If you're reading this, you're already doing the most important thing: taking it seriously. Friends, sisters, mothers, teachers and pastors are how most survivors finally reach help.
Fa o tshwenyegile ka mongwe, gase gore o tlhoka bonnete pele. Go tshwenyega ga gago go lekane go simolola go thusa.
What to say
- "I believe you." The sentence she may never have heard.
- "It's not your fault." Abuse survives on shame; take the shame off her.
- "You don't have to decide anything now. I'm here either way."
What not to say
- "Why don't you just leave?" Leaving is the most dangerous moment in an abusive relationship, and she knows things about her situation that you don't.
- "What did you do to make him angry?" Nothing makes abuse deserved.

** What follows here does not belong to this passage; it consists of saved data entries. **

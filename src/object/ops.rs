use std::rc::Rc;

use crate::ast::{BinOp, UnaryOp};
use crate::error::{ErrorCode, MangoError, MangoResult};

use super::{ArrayItems, Heap, ObjRef, Payload, TypeTag};

/// Arithmetic and comparison between Int/Char operands.
///
/// Mixed Int/Char yields Int; Char with Char stays Char for arithmetic.
/// Comparisons always yield Int 0/1. An unsigned left operand switches
/// division, modulo and ordering to `u32`.
pub fn apply_binary_op(heap: &Heap, lhs: &ObjRef, rhs: &ObjRef, op: BinOp) -> MangoResult<ObjRef> {
    let illegal = || {
        MangoError::illegal(format!("Illegal operation: {} {} {}", lhs.tag(), op.symbol(), rhs.tag()))
            .at_opt(lhs.pos().as_ref())
    };
    if !lhs.tag().is_scalar() || !rhs.tag().is_scalar() {
        return Err(illegal());
    }
    let (Some(a), Some(b)) = (lhs.scalar(), rhs.scalar()) else {
        return Err(illegal());
    };
    let unsigned = lhs.is_unsigned();
    let (ua, ub) = (a as u32, b as u32);

    let value = match op {
        BinOp::Add => a.wrapping_add(b),
        BinOp::Sub => a.wrapping_sub(b),
        BinOp::Mul => a.wrapping_mul(b),
        BinOp::Div | BinOp::Mod if b == 0 => {
            return Err(MangoError::illegal("Division by zero").at_opt(lhs.pos().as_ref()));
        }
        BinOp::Div if unsigned => (ua / ub) as i32,
        BinOp::Div => a.wrapping_div(b),
        BinOp::Mod if unsigned => (ua % ub) as i32,
        BinOp::Mod => a.wrapping_rem(b),
        BinOp::Eq => (a == b) as i32,
        BinOp::Ne => (a != b) as i32,
        BinOp::Lt if unsigned => (ua < ub) as i32,
        BinOp::Lt => (a < b) as i32,
        BinOp::Gt if unsigned => (ua > ub) as i32,
        BinOp::Gt => (a > b) as i32,
        BinOp::Le if unsigned => (ua <= ub) as i32,
        BinOp::Le => (a <= b) as i32,
        BinOp::Ge if unsigned => (ua >= ub) as i32,
        BinOp::Ge => (a >= b) as i32,
    };

    let both_chars = lhs.tag() == TypeTag::CHR && rhs.tag() == TypeTag::CHR;
    let result = if both_chars && !op.is_comparison() {
        heap.chr(value as u8)?
    } else {
        heap.int(value)?
    };
    if unsigned && !op.is_comparison() {
        result.mark_unsigned();
    }
    Ok(result)
}

pub fn apply_unary_op(heap: &Heap, operand: &ObjRef, op: UnaryOp) -> MangoResult<ObjRef> {
    match op {
        UnaryOp::Neg => match operand.scalar() {
            Some(v) if operand.tag().is_scalar() => heap.scalar(operand.tag(), v.wrapping_neg()),
            _ => Err(MangoError::illegal(format!("Illegal operation: -{}", operand.tag())).at_opt(operand.pos().as_ref())),
        },
        UnaryOp::Plus => match operand.tag().is_scalar() {
            true => Ok(Rc::clone(operand)),
            false => Err(MangoError::illegal(format!("Illegal operation: +{}", operand.tag())).at_opt(operand.pos().as_ref())),
        },
        UnaryOp::AddressOf => heap.pointer(operand.tag().base(), Some(Rc::clone(operand))),
        UnaryOp::Deref => deref(operand),
    }
}

pub fn deref(obj: &ObjRef) -> MangoResult<ObjRef> {
    if !obj.tag().is_pointer() {
        return Err(MangoError::illegal("Attempt to dereference a non-pointer").at_opt(obj.pos().as_ref()));
    }
    obj.pointee()
        .ok_or_else(|| MangoError::runtime(ErrorCode::InvalidPointer, "Null pointer dereference").at_opt(obj.pos().as_ref()))
}

/// The array behind `obj`, following one level of pointer.
fn array_target(obj: &ObjRef) -> MangoResult<ObjRef> {
    let target = if obj.tag().is_pointer() { deref(obj)? } else { Rc::clone(obj) };
    if !matches!(*target.payload(), Payload::Array(_)) {
        return Err(MangoError::illegal(format!("Cannot index a value of type {}", obj.tag())));
    }
    Ok(target)
}

fn check_index(index: &ObjRef, len: usize) -> MangoResult<usize> {
    let i = match (index.tag(), index.scalar()) {
        (TypeTag::INT, Some(i)) => i,
        _ => return Err(MangoError::illegal("Index must be integer")),
    };
    if i < 0 || i as usize >= len {
        return Err(MangoError::illegal(format!("Index {i} out of range for array of length {len}")));
    }
    Ok(i as usize)
}

/// Reads one element into a fresh object.
pub fn get_item(heap: &Heap, target: &ObjRef, index: &ObjRef) -> MangoResult<ObjRef> {
    let array = array_target(target)?;
    let payload = array.payload();
    let Payload::Array(data) = &*payload else {
        return Err(MangoError::illegal("Cannot index a non-array"));
    };
    let i = check_index(index, data.len())?;
    match &data.items {
        ArrayItems::Int(v) => heap.int(v[i]),
        ArrayItems::Char(v) => heap.chr(v[i]),
        ArrayItems::Ptr(v) => heap.pointer(data.elem, v[i].clone()),
    }
}

/// Writes one element; the value must match the element type.
pub fn set_item(target: &ObjRef, index: &ObjRef, value: &ObjRef) -> MangoResult<()> {
    let array = array_target(target)?;
    if target.is_const() || array.is_const() {
        return Err(MangoError::illegal("Assignment to constant"));
    }
    let (len, elem) = match &*array.payload() {
        Payload::Array(data) => (data.len(), data.elem),
        _ => return Err(MangoError::illegal("Cannot index a non-array")),
    };
    let i = check_index(index, len)?;
    let scalar = if value.tag().is_scalar() { value.scalar() } else { None };
    let pointee = if value.tag() == elem.pointer() { Some(value.pointee()) } else { None };

    let mut payload = array.payload_mut();
    let Payload::Array(data) = &mut *payload else {
        return Err(MangoError::illegal("Cannot index a non-array"));
    };
    match (&mut data.items, scalar, pointee) {
        (ArrayItems::Int(v), Some(n), _) if value.tag() == TypeTag::INT => v[i] = n,
        (ArrayItems::Char(v), Some(n), _) => v[i] = n as u8,
        (ArrayItems::Ptr(v), _, Some(new)) => {
            if let Some(t) = &new {
                t.retain();
            }
            if let Some(old) = std::mem::replace(&mut v[i], new) {
                old.release();
            }
        }
        _ => return Err(MangoError::mismatched_types()),
    }
    Ok(())
}

/// `x++` / `x--`: mutates in place and returns the previous value.
pub fn step(heap: &Heap, target: &ObjRef, delta: i32) -> MangoResult<ObjRef> {
    if target.is_const() {
        return Err(MangoError::illegal("Assignment to constant").at_opt(target.pos().as_ref()));
    }
    let old = {
        let mut payload = target.payload_mut();
        match &mut *payload {
            Payload::Int(v) => {
                let old = *v;
                *v = v.wrapping_add(delta);
                old
            }
            Payload::Char(c) => {
                let old = *c as i32;
                *c = c.wrapping_add(delta as u8);
                old
            }
            _ => {
                return Err(MangoError::illegal(format!("Cannot increment a value of type {}", target.tag()))
                    .at_opt(target.pos().as_ref()));
            }
        }
    };
    heap.scalar(target.tag(), old)
}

- "You must report him now." Pressure replaces one controlling voice with another. Offer options, not orders.
What you can actually do
- Keep showing up. Isolation is the abuser's main tool; your ordinary presence breaks it.
- Share the help quietly: Childline 116 is free and confidential, and our help page works on any phone and is built to be left quickly.
- Help her make a safety plan: documents, a little money, a safe place to go.
- If a child is being harmed, don't wait for certainty: call 116 or 999. Children can't weigh their own options; adults must act for them.
- Look after yourself too. Supporting someone through abuse is heavy. You can talk to us as a supporter; that's a normal thing to do.